Segment Open

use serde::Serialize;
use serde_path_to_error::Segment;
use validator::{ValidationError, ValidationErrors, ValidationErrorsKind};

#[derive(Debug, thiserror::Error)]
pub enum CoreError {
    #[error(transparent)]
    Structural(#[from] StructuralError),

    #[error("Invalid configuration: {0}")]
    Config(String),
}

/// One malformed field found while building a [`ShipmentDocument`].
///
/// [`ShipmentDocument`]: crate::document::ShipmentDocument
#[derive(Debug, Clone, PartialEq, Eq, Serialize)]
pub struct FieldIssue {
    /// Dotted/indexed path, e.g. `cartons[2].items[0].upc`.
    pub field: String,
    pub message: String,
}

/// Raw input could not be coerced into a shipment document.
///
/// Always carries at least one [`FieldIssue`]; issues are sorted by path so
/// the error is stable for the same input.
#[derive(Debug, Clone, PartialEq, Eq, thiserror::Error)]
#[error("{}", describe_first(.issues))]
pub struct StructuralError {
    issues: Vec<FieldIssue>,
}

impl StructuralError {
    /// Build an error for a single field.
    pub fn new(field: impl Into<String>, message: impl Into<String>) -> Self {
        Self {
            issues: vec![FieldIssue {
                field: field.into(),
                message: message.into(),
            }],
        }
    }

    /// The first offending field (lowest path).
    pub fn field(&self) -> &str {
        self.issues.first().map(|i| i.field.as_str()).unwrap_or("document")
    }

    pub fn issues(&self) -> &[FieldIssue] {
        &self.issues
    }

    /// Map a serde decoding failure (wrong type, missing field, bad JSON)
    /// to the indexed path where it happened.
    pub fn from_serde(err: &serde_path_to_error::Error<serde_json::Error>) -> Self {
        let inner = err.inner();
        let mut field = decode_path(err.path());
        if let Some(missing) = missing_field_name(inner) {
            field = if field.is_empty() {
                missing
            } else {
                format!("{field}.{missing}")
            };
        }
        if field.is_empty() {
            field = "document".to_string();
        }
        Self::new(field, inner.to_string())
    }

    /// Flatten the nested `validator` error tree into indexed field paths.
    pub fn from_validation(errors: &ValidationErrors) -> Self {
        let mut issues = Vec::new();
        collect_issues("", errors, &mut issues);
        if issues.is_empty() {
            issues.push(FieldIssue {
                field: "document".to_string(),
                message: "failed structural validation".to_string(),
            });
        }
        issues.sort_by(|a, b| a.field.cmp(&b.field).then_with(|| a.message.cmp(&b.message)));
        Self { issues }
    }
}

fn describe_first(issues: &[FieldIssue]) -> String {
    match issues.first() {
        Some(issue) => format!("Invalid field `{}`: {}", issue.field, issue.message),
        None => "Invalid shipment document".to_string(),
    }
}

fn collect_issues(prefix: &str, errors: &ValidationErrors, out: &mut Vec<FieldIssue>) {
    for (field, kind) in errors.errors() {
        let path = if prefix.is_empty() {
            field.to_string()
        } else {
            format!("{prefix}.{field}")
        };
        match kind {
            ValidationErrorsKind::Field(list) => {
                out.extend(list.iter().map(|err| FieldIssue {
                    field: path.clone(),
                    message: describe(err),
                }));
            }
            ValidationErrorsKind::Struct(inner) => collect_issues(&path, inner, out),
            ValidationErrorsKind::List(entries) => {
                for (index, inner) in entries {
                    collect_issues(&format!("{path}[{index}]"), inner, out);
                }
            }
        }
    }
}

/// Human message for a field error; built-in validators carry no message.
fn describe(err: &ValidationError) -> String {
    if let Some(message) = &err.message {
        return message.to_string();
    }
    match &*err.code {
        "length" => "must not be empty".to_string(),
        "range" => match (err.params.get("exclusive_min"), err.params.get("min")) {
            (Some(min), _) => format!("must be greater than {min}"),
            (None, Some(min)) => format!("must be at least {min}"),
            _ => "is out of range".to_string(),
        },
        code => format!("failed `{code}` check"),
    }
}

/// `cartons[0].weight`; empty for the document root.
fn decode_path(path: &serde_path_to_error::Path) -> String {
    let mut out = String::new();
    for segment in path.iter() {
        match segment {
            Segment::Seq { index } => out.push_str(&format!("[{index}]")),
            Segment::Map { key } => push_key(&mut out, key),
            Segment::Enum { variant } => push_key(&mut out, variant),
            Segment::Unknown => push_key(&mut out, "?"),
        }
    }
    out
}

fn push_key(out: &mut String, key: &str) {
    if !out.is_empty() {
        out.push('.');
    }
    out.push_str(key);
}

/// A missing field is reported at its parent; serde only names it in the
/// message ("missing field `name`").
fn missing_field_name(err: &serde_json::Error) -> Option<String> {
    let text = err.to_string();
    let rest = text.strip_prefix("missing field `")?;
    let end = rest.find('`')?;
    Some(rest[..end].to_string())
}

Segment Closed

### The problem:
Check each line of the material for the word "ValidationErrorsKind". Copy the ones that have it.

### Result of the task:
use validator::{ValidationError, ValidationErrors, ValidationErrorsKind};
            ValidationErrorsKind::Field(list) => {
            ValidationErrorsKind::Struct(inner) => collect_issues(&path, inner, out),
            ValidationErrorsKind::List(entries) => {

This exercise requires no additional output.